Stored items
--- START ---

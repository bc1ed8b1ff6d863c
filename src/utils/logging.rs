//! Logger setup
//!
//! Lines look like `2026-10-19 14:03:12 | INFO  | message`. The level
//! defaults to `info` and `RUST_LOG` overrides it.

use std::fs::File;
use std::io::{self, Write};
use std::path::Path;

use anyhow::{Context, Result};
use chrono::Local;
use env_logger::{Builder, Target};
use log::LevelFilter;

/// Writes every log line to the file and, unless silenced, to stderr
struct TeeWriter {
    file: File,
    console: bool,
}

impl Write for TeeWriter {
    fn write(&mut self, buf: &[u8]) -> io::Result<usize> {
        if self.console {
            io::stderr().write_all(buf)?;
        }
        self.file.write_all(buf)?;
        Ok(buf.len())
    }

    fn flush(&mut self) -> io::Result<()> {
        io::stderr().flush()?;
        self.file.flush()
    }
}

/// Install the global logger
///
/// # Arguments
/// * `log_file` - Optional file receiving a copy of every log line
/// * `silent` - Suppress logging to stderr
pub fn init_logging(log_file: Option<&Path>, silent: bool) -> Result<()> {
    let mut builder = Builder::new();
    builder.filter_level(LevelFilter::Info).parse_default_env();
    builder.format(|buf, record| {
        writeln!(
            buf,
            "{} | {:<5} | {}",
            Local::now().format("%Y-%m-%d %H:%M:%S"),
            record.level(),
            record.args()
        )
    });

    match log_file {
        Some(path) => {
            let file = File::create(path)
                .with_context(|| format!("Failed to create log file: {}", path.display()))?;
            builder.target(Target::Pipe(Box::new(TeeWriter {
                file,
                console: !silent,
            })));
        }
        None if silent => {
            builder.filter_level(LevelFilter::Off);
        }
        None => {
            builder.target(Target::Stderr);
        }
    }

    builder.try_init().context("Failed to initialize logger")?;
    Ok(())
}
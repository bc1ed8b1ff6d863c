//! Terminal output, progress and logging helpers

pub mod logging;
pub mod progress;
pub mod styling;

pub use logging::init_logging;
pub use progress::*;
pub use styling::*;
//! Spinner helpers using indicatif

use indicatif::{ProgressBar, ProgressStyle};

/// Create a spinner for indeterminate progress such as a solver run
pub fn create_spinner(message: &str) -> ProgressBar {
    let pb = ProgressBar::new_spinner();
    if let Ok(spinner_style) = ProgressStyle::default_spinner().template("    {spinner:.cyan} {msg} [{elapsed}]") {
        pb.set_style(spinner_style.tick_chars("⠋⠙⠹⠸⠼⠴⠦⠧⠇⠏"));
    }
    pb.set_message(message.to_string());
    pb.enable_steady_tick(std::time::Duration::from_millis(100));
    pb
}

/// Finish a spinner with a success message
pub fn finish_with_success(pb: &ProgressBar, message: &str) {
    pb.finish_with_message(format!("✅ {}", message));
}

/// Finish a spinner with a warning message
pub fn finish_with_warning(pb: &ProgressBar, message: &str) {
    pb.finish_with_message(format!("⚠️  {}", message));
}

--- END ---

Could you reproduce every record exactly as shown above?

repository bc1ed8b1ff6d863c
filename src/utils/logging.rs
//! Logger setup
//!
//! Lines look like `2026-10-19 14:03:12 | INFO  | message`. The level
//! defaults to `info` and `RUST_LOG` overrides it.

use std::fs::File;
use std::io::{self, Write};
use std::path::Path;

use anyhow::{Context, Result};
use chrono::Local;
use env_logger::{Builder, Target};
use log::LevelFilter;

/// Writes every log line to the file and, unless silenced, to stderr
struct TeeWriter {
    file: File,
    console: bool,
}

impl Write for TeeWriter {
    fn write(&mut self, buf: &[u8]) -> io::Result<usize> {
        if self.console {
            io::stderr().write_all(buf)?;
        }
        self.file.write_all(buf)?;
        Ok(buf.len())
    }

    fn flush(&mut self) -> io::Result<()> {
        io::stderr().flush()?;
        self.file.flush()
    }
}

/// Install the global logger
///
/// # Arguments
/// * `log_file` - Optional file receiving a copy of every log line
/// * `silent` - Suppress logging to stderr
pub fn init_logging(log_file: Option<&Path>, silent: bool) -> Result<()> {
    let mut builder = Builder::new();
    builder.filter_level(LevelFilter::Info).parse_default_env();
    builder.format(|buf, record| {
        writeln!(
            buf,
            "{} | {:<5} | {}",
            Local::now().format("%Y-%m-%d %H:%M:%S"),
            record.level(),
            record.args()
        )
    });

    match log_file {
        Some(path) => {
            let file = File::create(path)
                .with_context(|| format!("Failed to create log file: {}", path.display()))?;
            builder.target(Target::Pipe(Box::new(TeeWriter {
                file,
                console: !silent,
            })));
        }
        None if silent => {
            builder.filter_level(LevelFilter::Off);
        }
        None => {
            builder.target(Target::Stderr);
        }
    }

    builder.try_init().context("Failed to initialize logger")?;
    Ok(())
}
repository bc1ed8b1ff6d863c
//! Terminal output, progress and logging helpers

pub mod logging;
pub mod progress;
pub mod styling;

pub use logging::init_logging;
pub use progress::*;
pub use styling::*;
//! Spinner helpers using indicatif

use indicatif::{ProgressBar, ProgressStyle};

/// Create a spinner for indeterminate progress such as a solver run
pub fn create_spinner(message: &str) -> ProgressBar {
    let pb = ProgressBar::new_spinner();
    if let Ok(spinner_style) = ProgressStyle::default_spinner().template("    {spinner:.cyan} {msg} [{elapsed}]") {
        pb.set_style(spinner_style.tick_chars("⠋⠙⠹⠸⠼⠴⠦⠧⠇⠏"));
    }
    pb.set_message(message.to_string());
    pb.enable_steady_tick(std::time::Duration::from_millis(100));
    pb
}

/// Finish a spinner with a success message
pub fn finish_with_success(pb: &ProgressBar, message: &str) {
    pb.finish_with_message(format!("✅ {}", message));
}

/// Finish a spinner with a warning message
pub fn finish_with_warning(pb: &ProgressBar, message: &str) {
    pb.finish_with_message(format!("⚠️  {}", message));
}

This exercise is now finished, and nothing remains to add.